_Provided data_
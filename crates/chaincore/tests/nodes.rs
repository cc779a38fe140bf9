use chaincore::{
    ChainError, ChainNode, Envelope, Generate, GeneratorNode, NodeFailure, ToolError, Transform,
    TransformNode, INPUT_SOURCE,
};
use serde::Serialize;
use std::sync::Arc;
use std::time::Duration;
use tokio::sync::mpsc;
use tokio::time::timeout;
use tokio_util::sync::CancellationToken;

const RECV_BUDGET: Duration = Duration::from_secs(2);

struct Doubler;

impl Transform for Doubler {
    type Input = i64;
    type Output = i64;

    fn name(&self) -> &str {
        "doubler"
    }

    fn apply(&self, input: i64) -> Result<i64, ToolError> {
        Ok(input * 2)
    }
}

struct Rejector;

impl Transform for Rejector {
    type Input = i64;
    type Output = i64;

    fn name(&self) -> &str {
        "rejector"
    }

    fn apply(&self, _input: i64) -> Result<i64, ToolError> {
        Err(ToolError::new("nope"))
    }
}

struct Repeater;

impl Generate for Repeater {
    type Input = String;
    type Output = String;

    fn name(&self) -> &str {
        "repeater"
    }

    fn expand(&self, inputs: Vec<String>) -> Box<dyn Iterator<Item = String> + Send> {
        Box::new(inputs.into_iter())
    }
}

/// Start a node task and hand back its endpoints.
fn start(
    node: Arc<dyn ChainNode>,
    shutdown: &CancellationToken,
) -> (
    mpsc::Sender<Envelope>,
    mpsc::Receiver<Envelope>,
    mpsc::Receiver<NodeFailure>,
) {
    let input = node.input();
    let output = node.take_output().expect("output already taken");
    let errors = node.take_errors().expect("errors already taken");
    let token = shutdown.clone();
    tokio::spawn(async move { node.run(token).await });
    (input, output, errors)
}

async fn recv_output(output: &mut mpsc::Receiver<Envelope>) -> Envelope {
    timeout(RECV_BUDGET, output.recv())
        .await
        .expect("timed out waiting for output")
        .expect("output queue closed")
}

async fn recv_failure(errors: &mut mpsc::Receiver<NodeFailure>) -> NodeFailure {
    timeout(RECV_BUDGET, errors.recv())
        .await
        .expect("timed out waiting for failure")
        .expect("error queue closed")
}

#[tokio::test]
async fn transform_emits_one_terminal_envelope_per_delivery() {
    let shutdown = CancellationToken::new();
    let (input, mut output, _errors) = start(Arc::new(TransformNode::new(Doubler)), &shutdown);

    for n in [1i64, 2, 3] {
        input
            .send(Envelope::encode(INPUT_SOURCE, true, &n).unwrap())
            .await
            .unwrap();
    }
    for n in [1i64, 2, 3] {
        let out = recv_output(&mut output).await;
        assert_eq!(out.producer, "doubler");
        assert!(out.terminal);
        assert_eq!(out.decode::<i64>().unwrap(), n * 2);
    }

    shutdown.cancel();
}

#[tokio::test]
async fn transform_failure_goes_to_error_queue_and_node_continues() {
    let shutdown = CancellationToken::new();
    let (input, mut output, mut errors) = start(Arc::new(TransformNode::new(Doubler)), &shutdown);

    // Wrong payload type: locally fatal to this delivery only.
    input
        .send(Envelope::encode(INPUT_SOURCE, true, &"oops".to_string()).unwrap())
        .await
        .unwrap();
    let failure = recv_failure(&mut errors).await;
    assert_eq!(failure.node, "doubler");
    assert!(matches!(failure.error, ChainError::Decode(_)));

    // The node keeps processing subsequent deliveries.
    input
        .send(Envelope::encode(INPUT_SOURCE, true, &21i64).unwrap())
        .await
        .unwrap();
    let out = recv_output(&mut output).await;
    assert_eq!(out.decode::<i64>().unwrap(), 42);

    shutdown.cancel();
}

#[tokio::test]
async fn tool_failure_is_tagged_as_tool_error() {
    let shutdown = CancellationToken::new();
    let (input, _output, mut errors) = start(Arc::new(TransformNode::new(Rejector)), &shutdown);

    input
        .send(Envelope::encode(INPUT_SOURCE, true, &1i64).unwrap())
        .await
        .unwrap();
    let failure = recv_failure(&mut errors).await;
    assert!(matches!(failure.error, ChainError::Tool(_)));

    shutdown.cancel();
}

#[tokio::test]
async fn generator_emits_k_envelopes_with_only_the_last_terminal() {
    let shutdown = CancellationToken::new();
    let (input, mut output, _errors) = start(Arc::new(GeneratorNode::new(Repeater)), &shutdown);

    let batch = vec!["a".to_string(), "b".to_string(), "c".to_string()];
    input
        .send(Envelope::encode(INPUT_SOURCE, true, &batch).unwrap())
        .await
        .unwrap();

    for (i, expected) in batch.iter().enumerate() {
        let out = recv_output(&mut output).await;
        assert_eq!(out.producer, "repeater");
        assert_eq!(out.decode::<String>().unwrap(), *expected);
        assert_eq!(out.terminal, i == batch.len() - 1);
    }

    shutdown.cancel();
}

#[tokio::test]
async fn empty_generator_input_still_emits_one_terminal_marker() {
    let shutdown = CancellationToken::new();
    let (input, mut output, _errors) = start(Arc::new(GeneratorNode::new(Repeater)), &shutdown);

    input
        .send(Envelope::encode(INPUT_SOURCE, true, &Vec::<String>::new()).unwrap())
        .await
        .unwrap();

    let out = recv_output(&mut output).await;
    assert!(out.is_marker());
    assert!(out.terminal);
    assert_eq!(out.producer, "repeater");

    shutdown.cancel();
}

#[derive(Clone)]
struct Flaky {
    ok: bool,
    n: i64,
}

impl Serialize for Flaky {
    fn serialize<S: serde::Serializer>(&self, serializer: S) -> Result<S::Ok, S::Error> {
        if self.ok {
            serializer.serialize_i64(self.n)
        } else {
            Err(serde::ser::Error::custom("unencodable element"))
        }
    }
}

struct FlakySource;

impl Generate for FlakySource {
    type Input = i64;
    type Output = Flaky;

    fn name(&self) -> &str {
        "flaky-source"
    }

    fn expand(&self, _inputs: Vec<i64>) -> Box<dyn Iterator<Item = Flaky> + Send> {
        Box::new(
            vec![
                Flaky { ok: true, n: 1 },
                Flaky { ok: false, n: 2 },
                Flaky { ok: true, n: 3 },
            ]
            .into_iter(),
        )
    }
}

#[tokio::test]
async fn generator_encode_failure_aborts_the_rest_of_the_sequence() {
    let shutdown = CancellationToken::new();
    let (input, mut output, mut errors) =
        start(Arc::new(GeneratorNode::new(FlakySource)), &shutdown);

    input
        .send(Envelope::encode(INPUT_SOURCE, true, &vec![0i64]).unwrap())
        .await
        .unwrap();

    // The first element made it out, non-terminal.
    let out = recv_output(&mut output).await;
    assert_eq!(out.producer, "flaky-source");
    assert!(!out.terminal);
    assert!(!out.is_marker());

    // The second failed to encode; production stops there.
    let failure = recv_failure(&mut errors).await;
    assert!(matches!(failure.error, ChainError::Encode(_)));
    assert!(output.try_recv().is_err());

    shutdown.cancel();
}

_Work required_
Please return every line of the data, unaltered.

_Answer box_
filename crates/chaincore/tests/nodes.rs
repository cc779a38fe140bf9
use chaincore::{
    ChainError, ChainNode, Envelope, Generate, GeneratorNode, NodeFailure, ToolError, Transform,
    TransformNode, INPUT_SOURCE,
};
use serde::Serialize;
use std::sync::Arc;
use std::time::Duration;
use tokio::sync::mpsc;
use tokio::time::timeout;
use tokio_util::sync::CancellationToken;

const RECV_BUDGET: Duration = Duration::from_secs(2);

struct Doubler;

impl Transform for Doubler {
    type Input = i64;
    type Output = i64;

    fn name(&self) -> &str {
        "doubler"
    }

    fn apply(&self, input: i64) -> Result<i64, ToolError> {
        Ok(input * 2)
    }
}

struct Rejector;

impl Transform for Rejector {
    type Input = i64;
    type Output = i64;

    fn name(&self) -> &str {
        "rejector"
    }

    fn apply(&self, _input: i64) -> Result<i64, ToolError> {
        Err(ToolError::new("nope"))
    }
}

struct Repeater;

impl Generate for Repeater {
    type Input = String;
    type Output = String;

    fn name(&self) -> &str {
        "repeater"
    }

    fn expand(&self, inputs: Vec<String>) -> Box<dyn Iterator<Item = String> + Send> {
        Box::new(inputs.into_iter())
    }
}

/// Start a node task and hand back its endpoints.
fn start(
    node: Arc<dyn ChainNode>,
    shutdown: &CancellationToken,
) -> (
    mpsc::Sender<Envelope>,
    mpsc::Receiver<Envelope>,
    mpsc::Receiver<NodeFailure>,
) {
    let input = node.input();
    let output = node.take_output().expect("output already taken");
    let errors = node.take_errors().expect("errors already taken");
    let token = shutdown.clone();
    tokio::spawn(async move { node.run(token).await });
    (input, output, errors)
}

async fn recv_output(output: &mut mpsc::Receiver<Envelope>) -> Envelope {
    timeout(RECV_BUDGET, output.recv())
        .await
        .expect("timed out waiting for output")
        .expect("output queue closed")
}

async fn recv_failure(errors: &mut mpsc::Receiver<NodeFailure>) -> NodeFailure {
    timeout(RECV_BUDGET, errors.recv())
        .await
        .expect("timed out waiting for failure")
        .expect("error queue closed")
}

#[tokio::test]
async fn transform_emits_one_terminal_envelope_per_delivery() {
    let shutdown = CancellationToken::new();
    let (input, mut output, _errors) = start(Arc::new(TransformNode::new(Doubler)), &shutdown);

    for n in [1i64, 2, 3] {
        input
            .send(Envelope::encode(INPUT_SOURCE, true, &n).unwrap())
            .await
            .unwrap();
    }
    for n in [1i64, 2, 3] {
        let out = recv_output(&mut output).await;
        assert_eq!(out.producer, "doubler");
        assert!(out.terminal);
        assert_eq!(out.decode::<i64>().unwrap(), n * 2);
    }

    shutdown.cancel();
}

#[tokio::test]
async fn transform_failure_goes_to_error_queue_and_node_continues() {
    let shutdown = CancellationToken::new();
    let (input, mut output, mut errors) = start(Arc::new(TransformNode::new(Doubler)), &shutdown);

    // Wrong payload type: locally fatal to this delivery only.
    input
        .send(Envelope::encode(INPUT_SOURCE, true, &"oops".to_string()).unwrap())
        .await
        .unwrap();
    let failure = recv_failure(&mut errors).await;
    assert_eq!(failure.node, "doubler");
    assert!(matches!(failure.error, ChainError::Decode(_)));

    // The node keeps processing subsequent deliveries.
    input
        .send(Envelope::encode(INPUT_SOURCE, true, &21i64).unwrap())
        .await
        .unwrap();
    let out = recv_output(&mut output).await;
    assert_eq!(out.decode::<i64>().unwrap(), 42);

    shutdown.cancel();
}

#[tokio::test]
async fn tool_failure_is_tagged_as_tool_error() {
    let shutdown = CancellationToken::new();
    let (input, _output, mut errors) = start(Arc::new(TransformNode::new(Rejector)), &shutdown);

    input
        .send(Envelope::encode(INPUT_SOURCE, true, &1i64).unwrap())
        .await
        .unwrap();
    let failure = recv_failure(&mut errors).await;
    assert!(matches!(failure.error, ChainError::Tool(_)));

    shutdown.cancel();
}

#[tokio::test]
async fn generator_emits_k_envelopes_with_only_the_last_terminal() {
    let shutdown = CancellationToken::new();
    let (input, mut output, _errors) = start(Arc::new(GeneratorNode::new(Repeater)), &shutdown);

    let batch = vec!["a".to_string(), "b".to_string(), "c".to_string()];
    input
        .send(Envelope::encode(INPUT_SOURCE, true, &batch).unwrap())
        .await
        .unwrap();

    for (i, expected) in batch.iter().enumerate() {
        let out = recv_output(&mut output).await;
        assert_eq!(out.producer, "repeater");
        assert_eq!(out.decode::<String>().unwrap(), *expected);
        assert_eq!(out.terminal, i == batch.len() - 1);
    }

    shutdown.cancel();
}

#[tokio::test]
async fn empty_generator_input_still_emits_one_terminal_marker() {
    let shutdown = CancellationToken::new();
    let (input, mut output, _errors) = start(Arc::new(GeneratorNode::new(Repeater)), &shutdown);

    input
        .send(Envelope::encode(INPUT_SOURCE, true, &Vec::<String>::new()).unwrap())
        .await
        .unwrap();

    let out = recv_output(&mut output).await;
    assert!(out.is_marker());
    assert!(out.terminal);
    assert_eq!(out.producer, "repeater");

    shutdown.cancel();
}

#[derive(Clone)]
struct Flaky {
    ok: bool,
    n: i64,
}

impl Serialize for Flaky {
    fn serialize<S: serde::Serializer>(&self, serializer: S) -> Result<S::Ok, S::Error> {
        if self.ok {
            serializer.serialize_i64(self.n)
        } else {
            Err(serde::ser::Error::custom("unencodable element"))
        }
    }
}

struct FlakySource;

impl Generate for FlakySource {
    type Input = i64;
    type Output = Flaky;

    fn name(&self) -> &str {
        "flaky-source"
    }

    fn expand(&self, _inputs: Vec<i64>) -> Box<dyn Iterator<Item = Flaky> + Send> {
        Box::new(
            vec![
                Flaky { ok: true, n: 1 },
                Flaky { ok: false, n: 2 },
                Flaky { ok: true, n: 3 },
            ]
            .into_iter(),
        )
    }
}

#[tokio::test]
async fn generator_encode_failure_aborts_the_rest_of_the_sequence() {
    let shutdown = CancellationToken::new();
    let (input, mut output, mut errors) =
        start(Arc::new(GeneratorNode::new(FlakySource)), &shutdown);

    input
        .send(Envelope::encode(INPUT_SOURCE, true, &vec![0i64]).unwrap())
        .await
        .unwrap();

    // The first element made it out, non-terminal.
    let out = recv_output(&mut output).await;
    assert_eq!(out.producer, "flaky-source");
    assert!(!out.terminal);
    assert!(!out.is_marker());

    // The second failed to encode; production stops there.
    let failure = recv_failure(&mut errors).await;
    assert!(matches!(failure.error, ChainError::Encode(_)));
    assert!(output.try_recv().is_err());

    shutdown.cancel();
}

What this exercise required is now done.